:: Collected data ::
= = = = = = =
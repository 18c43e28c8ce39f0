//! Configuration file handling
//!
//! The TOML file has one section per concern. Every section is optional and
//! every key inside a section falls back to its default.

use crate::args::Args;
use anyhow::{Context, Result};
use gateway_server::{GatewayConfig, RegistryConfig, WorkerConfig};
use serde::{Deserialize, Serialize};
use std::path::Path;
use tracing::{info, warn};

/// Application configuration loaded from TOML file.
#[derive(Debug, Clone, Default, PartialEq, Serialize, Deserialize)]
#[serde(default)]
pub struct AppConfig {
    pub gateway: GatewayConfig,
    pub worker: WorkerConfig,
    pub registry: RegistryConfig,
    pub logging: LoggingSettings,
}

/// Logging system configuration.
#[derive(Debug, Clone, PartialEq, Serialize, Deserialize)]
#[serde(default)]
pub struct LoggingSettings {
    /// Log level filter (trace, debug, info, warn, error)
    pub level: String,
    /// Whether to output logs in JSON format
    pub json_format: bool,
}

impl Default for LoggingSettings {
    fn default() -> Self {
        Self {
            level: "info".to_string(),
            json_format: false,
        }
    }
}

impl AppConfig {
    /// Applies command-line overrides.
    pub fn apply_args(&mut self, args: &Args) {
        if let Some(listen) = &args.listen {
            self.gateway.listen = listen.clone();
        }
        if let Some(backend) = args.backend {
            self.gateway.backend = backend;
            self.worker.backend = backend;
        }
        if args.debug {
            self.logging.level = "debug".to_string();
        }
        if args.json_logs {
            self.logging.json_format = true;
        }
    }

    /// Validates the configuration for consistency and correctness.
    ///
    /// # Returns
    ///
    /// `Ok(())` if the configuration is valid, or an error string describing the issue.
    pub fn validate(&self) -> Result<(), String> {
        self.gateway.validate().map_err(|e| e.to_string())?;

        if self.registry.directory.as_os_str().is_empty() {
            return Err("Registry directory cannot be empty".to_string());
        }

        let valid_levels = ["trace", "debug", "info", "warn", "error"];
        if !valid_levels.contains(&self.logging.level.as_str()) {
            return Err(format!(
                "Invalid log level: {}. Must be one of: {valid_levels:?}",
                &self.logging.level
            ));
        }

        Ok(())
    }
}

/// Load configuration from file or create default configuration
///
/// # Arguments
/// * `path` - Path to the TOML configuration file
///
/// # Returns
/// * `Result<AppConfig>` - The loaded or default configuration
///
/// # Errors
/// * Returns error if file I/O operations fail
/// * Returns error if TOML parsing fails
pub fn load_config(path: &Path) -> Result<AppConfig> {
    if path.exists() {
        let config_str = std::fs::read_to_string(path)
            .with_context(|| format!("Failed to read {}", path.display()))?;
        match toml::from_str::<AppConfig>(&config_str) {
            Ok(config) => Ok(config),
            Err(e) => {
                warn!("Failed to parse config file {}: {}", path.display(), e);
                Err(e).with_context(|| format!("Invalid configuration in {}", path.display()))
            }
        }
    } else {
        warn!("Configuration file not found: {}, using defaults", path.display());

        let default_config = AppConfig::default();
        let config_str = toml::to_string_pretty(&default_config)?;
        std::fs::write(path, config_str)
            .with_context(|| format!("Failed to write {}", path.display()))?;
        info!("Created default configuration file: {}", path.display());

        Ok(default_config)
    }
}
= = = = = = =
:: Task details ::
Find the line that contains "to parse config". Copy it and every line after it to the end of the records, exactly, and nothing more.

:: Task response ::
                warn!("Failed to parse config file {}: {}", path.display(), e);
                Err(e).with_context(|| format!("Invalid configuration in {}", path.display()))
            }
        }
    } else {
        warn!("Configuration file not found: {}, using defaults", path.display());

        let default_config = AppConfig::default();
        let config_str = toml::to_string_pretty(&default_config)?;
        std::fs::write(path, config_str)
            .with_context(|| format!("Failed to write {}", path.display()))?;
        info!("Created default configuration file: {}", path.display());

        Ok(default_config)
    }
}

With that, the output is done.